## INSTRUCTIONS FOR THE TASK
When a line in the material contains the word "single", copy it.

## TASK DATA
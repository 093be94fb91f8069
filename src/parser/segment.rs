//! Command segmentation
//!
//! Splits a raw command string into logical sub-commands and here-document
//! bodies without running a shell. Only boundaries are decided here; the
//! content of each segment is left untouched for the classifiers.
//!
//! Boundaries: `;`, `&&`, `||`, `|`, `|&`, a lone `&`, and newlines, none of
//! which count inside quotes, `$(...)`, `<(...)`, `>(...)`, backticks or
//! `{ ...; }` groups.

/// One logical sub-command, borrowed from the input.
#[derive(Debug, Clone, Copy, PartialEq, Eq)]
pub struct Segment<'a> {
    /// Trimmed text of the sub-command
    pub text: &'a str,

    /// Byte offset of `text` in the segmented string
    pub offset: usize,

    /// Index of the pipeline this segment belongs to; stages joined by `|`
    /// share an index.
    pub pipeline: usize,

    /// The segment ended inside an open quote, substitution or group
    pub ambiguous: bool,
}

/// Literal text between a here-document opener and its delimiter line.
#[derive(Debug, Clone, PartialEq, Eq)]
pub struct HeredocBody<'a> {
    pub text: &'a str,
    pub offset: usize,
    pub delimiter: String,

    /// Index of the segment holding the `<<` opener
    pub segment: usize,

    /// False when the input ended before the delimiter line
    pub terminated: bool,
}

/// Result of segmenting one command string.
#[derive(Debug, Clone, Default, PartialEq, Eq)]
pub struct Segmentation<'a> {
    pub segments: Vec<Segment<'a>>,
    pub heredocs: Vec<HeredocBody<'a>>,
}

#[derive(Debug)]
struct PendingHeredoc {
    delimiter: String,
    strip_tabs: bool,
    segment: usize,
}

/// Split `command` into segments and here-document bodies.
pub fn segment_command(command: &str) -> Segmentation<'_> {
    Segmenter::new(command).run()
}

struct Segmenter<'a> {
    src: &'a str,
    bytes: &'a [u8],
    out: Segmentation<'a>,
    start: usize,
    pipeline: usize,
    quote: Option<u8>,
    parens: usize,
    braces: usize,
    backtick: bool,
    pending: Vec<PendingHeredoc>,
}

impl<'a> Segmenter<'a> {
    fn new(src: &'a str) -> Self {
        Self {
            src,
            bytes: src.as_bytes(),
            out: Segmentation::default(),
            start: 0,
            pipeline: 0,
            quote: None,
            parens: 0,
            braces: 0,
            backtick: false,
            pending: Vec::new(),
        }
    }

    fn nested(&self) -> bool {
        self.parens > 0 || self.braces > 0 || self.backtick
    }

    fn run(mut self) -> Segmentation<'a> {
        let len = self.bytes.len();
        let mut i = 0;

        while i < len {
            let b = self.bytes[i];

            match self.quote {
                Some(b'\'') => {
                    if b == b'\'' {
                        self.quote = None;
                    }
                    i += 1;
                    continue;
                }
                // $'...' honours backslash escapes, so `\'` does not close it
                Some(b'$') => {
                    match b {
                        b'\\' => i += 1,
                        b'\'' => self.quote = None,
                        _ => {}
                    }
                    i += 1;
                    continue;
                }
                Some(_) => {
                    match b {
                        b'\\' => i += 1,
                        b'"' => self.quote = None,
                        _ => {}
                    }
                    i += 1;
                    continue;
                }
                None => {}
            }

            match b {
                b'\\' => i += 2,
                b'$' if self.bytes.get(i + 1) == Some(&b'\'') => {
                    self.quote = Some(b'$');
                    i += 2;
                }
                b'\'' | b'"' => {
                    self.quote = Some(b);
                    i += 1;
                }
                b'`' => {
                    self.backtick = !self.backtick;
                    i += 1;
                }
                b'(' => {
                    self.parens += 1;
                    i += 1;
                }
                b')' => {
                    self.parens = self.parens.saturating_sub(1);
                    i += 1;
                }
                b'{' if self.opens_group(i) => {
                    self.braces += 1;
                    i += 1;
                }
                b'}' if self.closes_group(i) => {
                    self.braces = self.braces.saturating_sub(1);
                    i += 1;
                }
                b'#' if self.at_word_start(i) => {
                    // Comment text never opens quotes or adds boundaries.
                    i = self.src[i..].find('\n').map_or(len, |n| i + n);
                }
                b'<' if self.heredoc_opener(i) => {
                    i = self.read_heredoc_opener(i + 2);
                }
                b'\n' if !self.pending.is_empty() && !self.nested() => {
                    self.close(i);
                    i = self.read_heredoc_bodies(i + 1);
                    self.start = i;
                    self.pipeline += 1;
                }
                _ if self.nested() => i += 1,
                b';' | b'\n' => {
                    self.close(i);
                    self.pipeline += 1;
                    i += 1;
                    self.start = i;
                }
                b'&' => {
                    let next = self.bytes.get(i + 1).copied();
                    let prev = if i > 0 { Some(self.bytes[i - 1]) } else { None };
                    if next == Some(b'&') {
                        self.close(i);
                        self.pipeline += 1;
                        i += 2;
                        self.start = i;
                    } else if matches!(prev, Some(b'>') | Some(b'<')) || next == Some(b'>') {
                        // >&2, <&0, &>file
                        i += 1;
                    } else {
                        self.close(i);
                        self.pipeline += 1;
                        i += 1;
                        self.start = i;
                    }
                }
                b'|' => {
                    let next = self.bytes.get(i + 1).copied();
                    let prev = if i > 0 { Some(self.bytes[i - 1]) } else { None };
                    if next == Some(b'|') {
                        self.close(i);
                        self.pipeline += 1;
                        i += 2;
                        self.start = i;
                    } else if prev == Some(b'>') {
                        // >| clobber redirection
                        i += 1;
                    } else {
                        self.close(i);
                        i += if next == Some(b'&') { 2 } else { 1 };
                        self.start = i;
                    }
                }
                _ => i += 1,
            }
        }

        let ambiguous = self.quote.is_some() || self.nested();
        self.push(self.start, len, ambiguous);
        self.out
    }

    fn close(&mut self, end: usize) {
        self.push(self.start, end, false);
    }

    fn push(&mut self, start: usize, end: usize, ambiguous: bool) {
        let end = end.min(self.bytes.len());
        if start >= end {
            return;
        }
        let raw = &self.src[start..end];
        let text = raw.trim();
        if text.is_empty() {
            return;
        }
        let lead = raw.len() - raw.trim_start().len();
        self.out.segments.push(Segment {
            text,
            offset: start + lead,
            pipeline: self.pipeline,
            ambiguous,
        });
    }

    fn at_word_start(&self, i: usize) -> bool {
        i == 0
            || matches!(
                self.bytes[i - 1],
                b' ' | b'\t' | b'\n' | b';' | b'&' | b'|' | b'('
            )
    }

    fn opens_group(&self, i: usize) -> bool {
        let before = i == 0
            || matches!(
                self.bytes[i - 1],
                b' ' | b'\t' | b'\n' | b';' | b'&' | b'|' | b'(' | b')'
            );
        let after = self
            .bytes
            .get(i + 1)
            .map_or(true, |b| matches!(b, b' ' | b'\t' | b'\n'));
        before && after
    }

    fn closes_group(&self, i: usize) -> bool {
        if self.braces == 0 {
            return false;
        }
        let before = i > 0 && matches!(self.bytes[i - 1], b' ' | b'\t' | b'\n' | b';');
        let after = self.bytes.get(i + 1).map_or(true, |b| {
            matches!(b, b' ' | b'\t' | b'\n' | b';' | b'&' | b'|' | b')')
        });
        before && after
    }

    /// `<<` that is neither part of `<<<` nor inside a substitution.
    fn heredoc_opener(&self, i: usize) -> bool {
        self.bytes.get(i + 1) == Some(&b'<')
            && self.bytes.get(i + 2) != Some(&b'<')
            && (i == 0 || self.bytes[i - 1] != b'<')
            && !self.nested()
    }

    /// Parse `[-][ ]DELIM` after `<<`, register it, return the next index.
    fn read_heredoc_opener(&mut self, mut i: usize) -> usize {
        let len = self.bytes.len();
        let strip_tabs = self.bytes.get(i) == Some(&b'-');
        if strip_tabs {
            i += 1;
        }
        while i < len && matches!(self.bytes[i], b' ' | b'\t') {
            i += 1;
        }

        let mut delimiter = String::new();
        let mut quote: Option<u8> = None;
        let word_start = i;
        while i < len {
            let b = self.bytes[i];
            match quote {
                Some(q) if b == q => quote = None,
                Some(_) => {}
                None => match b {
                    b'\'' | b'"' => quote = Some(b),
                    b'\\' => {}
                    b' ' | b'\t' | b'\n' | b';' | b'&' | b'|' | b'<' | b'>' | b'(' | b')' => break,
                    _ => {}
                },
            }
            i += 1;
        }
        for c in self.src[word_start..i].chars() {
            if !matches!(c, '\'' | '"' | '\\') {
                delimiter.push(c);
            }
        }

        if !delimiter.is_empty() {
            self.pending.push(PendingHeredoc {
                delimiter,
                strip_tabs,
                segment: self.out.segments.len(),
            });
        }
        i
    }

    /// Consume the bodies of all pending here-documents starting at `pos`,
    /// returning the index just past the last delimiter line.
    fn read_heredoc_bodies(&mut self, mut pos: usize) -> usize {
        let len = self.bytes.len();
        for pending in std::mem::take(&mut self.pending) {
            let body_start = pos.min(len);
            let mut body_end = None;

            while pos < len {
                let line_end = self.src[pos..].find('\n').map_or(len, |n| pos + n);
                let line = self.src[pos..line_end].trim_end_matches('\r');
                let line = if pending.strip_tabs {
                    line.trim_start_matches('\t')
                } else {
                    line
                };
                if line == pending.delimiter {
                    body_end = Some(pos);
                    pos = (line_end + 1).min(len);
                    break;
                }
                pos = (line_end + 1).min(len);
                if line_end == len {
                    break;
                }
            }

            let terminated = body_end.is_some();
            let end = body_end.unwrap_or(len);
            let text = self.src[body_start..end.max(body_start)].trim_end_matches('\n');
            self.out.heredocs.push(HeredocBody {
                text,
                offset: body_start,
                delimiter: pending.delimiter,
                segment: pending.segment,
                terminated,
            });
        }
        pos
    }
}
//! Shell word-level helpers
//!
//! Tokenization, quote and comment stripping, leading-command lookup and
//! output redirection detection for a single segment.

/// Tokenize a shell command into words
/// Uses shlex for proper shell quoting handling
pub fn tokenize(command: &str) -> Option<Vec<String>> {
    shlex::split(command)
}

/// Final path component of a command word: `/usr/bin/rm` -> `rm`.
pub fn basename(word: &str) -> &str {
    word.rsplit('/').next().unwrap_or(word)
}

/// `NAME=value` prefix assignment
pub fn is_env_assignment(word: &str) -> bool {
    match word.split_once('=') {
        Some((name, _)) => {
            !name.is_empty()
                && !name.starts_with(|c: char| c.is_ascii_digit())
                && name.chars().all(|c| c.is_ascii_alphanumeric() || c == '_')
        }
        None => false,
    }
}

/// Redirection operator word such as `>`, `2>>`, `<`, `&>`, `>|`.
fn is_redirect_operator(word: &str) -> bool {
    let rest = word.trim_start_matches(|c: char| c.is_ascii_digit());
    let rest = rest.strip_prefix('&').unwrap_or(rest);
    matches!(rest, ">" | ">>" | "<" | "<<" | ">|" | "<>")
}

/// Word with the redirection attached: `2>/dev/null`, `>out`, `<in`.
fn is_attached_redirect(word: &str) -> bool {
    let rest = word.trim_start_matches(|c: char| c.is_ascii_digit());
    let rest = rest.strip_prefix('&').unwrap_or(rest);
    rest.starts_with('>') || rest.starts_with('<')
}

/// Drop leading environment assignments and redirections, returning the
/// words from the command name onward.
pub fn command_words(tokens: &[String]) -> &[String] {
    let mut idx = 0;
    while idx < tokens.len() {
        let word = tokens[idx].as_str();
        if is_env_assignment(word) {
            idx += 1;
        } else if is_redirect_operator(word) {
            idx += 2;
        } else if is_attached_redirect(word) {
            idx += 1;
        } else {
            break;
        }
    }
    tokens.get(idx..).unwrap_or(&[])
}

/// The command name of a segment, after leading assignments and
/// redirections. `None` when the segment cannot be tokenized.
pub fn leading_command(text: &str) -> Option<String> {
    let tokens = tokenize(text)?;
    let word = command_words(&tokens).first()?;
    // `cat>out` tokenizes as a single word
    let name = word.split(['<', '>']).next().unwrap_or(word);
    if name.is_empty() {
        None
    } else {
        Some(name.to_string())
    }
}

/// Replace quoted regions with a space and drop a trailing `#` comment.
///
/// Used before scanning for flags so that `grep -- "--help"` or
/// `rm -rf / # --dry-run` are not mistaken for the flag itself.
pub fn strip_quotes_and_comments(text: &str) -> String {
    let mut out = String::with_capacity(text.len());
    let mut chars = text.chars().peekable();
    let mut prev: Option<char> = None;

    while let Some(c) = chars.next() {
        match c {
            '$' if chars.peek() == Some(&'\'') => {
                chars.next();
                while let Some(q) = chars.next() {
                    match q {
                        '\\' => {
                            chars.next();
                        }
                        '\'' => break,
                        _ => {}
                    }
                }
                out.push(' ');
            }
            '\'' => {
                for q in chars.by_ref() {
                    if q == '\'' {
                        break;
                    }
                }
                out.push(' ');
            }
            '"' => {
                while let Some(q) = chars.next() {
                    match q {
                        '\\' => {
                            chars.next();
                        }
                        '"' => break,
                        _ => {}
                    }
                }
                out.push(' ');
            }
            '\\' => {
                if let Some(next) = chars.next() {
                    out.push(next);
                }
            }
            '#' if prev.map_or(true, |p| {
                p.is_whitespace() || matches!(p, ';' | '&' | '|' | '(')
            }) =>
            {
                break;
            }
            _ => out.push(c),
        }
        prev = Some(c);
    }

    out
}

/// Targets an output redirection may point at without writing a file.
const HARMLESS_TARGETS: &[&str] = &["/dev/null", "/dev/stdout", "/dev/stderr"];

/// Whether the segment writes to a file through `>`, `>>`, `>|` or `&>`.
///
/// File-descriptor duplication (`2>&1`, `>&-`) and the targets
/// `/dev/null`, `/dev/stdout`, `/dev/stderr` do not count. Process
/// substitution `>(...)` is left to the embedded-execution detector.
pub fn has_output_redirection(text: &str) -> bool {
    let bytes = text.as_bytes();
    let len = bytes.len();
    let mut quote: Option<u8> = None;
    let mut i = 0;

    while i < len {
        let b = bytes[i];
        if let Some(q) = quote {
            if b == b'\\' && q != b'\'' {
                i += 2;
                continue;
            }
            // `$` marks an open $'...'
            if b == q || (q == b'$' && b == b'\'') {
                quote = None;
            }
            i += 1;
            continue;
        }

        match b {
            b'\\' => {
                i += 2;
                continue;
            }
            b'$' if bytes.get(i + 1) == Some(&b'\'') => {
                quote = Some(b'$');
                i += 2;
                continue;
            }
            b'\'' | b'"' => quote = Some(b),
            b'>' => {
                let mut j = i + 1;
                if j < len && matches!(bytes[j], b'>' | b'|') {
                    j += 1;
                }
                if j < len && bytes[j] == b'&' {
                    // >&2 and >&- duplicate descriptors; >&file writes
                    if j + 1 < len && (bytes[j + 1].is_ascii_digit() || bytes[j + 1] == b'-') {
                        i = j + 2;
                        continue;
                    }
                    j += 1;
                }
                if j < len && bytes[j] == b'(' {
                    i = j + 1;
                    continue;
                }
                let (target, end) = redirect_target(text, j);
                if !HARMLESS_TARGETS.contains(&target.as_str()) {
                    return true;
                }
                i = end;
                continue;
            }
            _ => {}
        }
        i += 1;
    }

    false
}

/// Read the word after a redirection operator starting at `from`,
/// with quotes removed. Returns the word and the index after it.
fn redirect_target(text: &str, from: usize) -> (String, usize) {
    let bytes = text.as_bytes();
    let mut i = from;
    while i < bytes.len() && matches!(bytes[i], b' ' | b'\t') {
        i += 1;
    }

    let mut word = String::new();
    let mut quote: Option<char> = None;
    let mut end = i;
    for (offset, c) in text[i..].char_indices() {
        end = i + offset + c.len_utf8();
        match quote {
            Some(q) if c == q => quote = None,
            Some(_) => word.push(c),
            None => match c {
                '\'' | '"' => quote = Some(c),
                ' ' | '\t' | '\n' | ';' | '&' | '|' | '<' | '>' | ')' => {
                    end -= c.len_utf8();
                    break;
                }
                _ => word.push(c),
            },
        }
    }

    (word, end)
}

## ANSWER TO THIS TASK
//! output redirection detection for a single segment.
    // `cat>out` tokenizes as a single word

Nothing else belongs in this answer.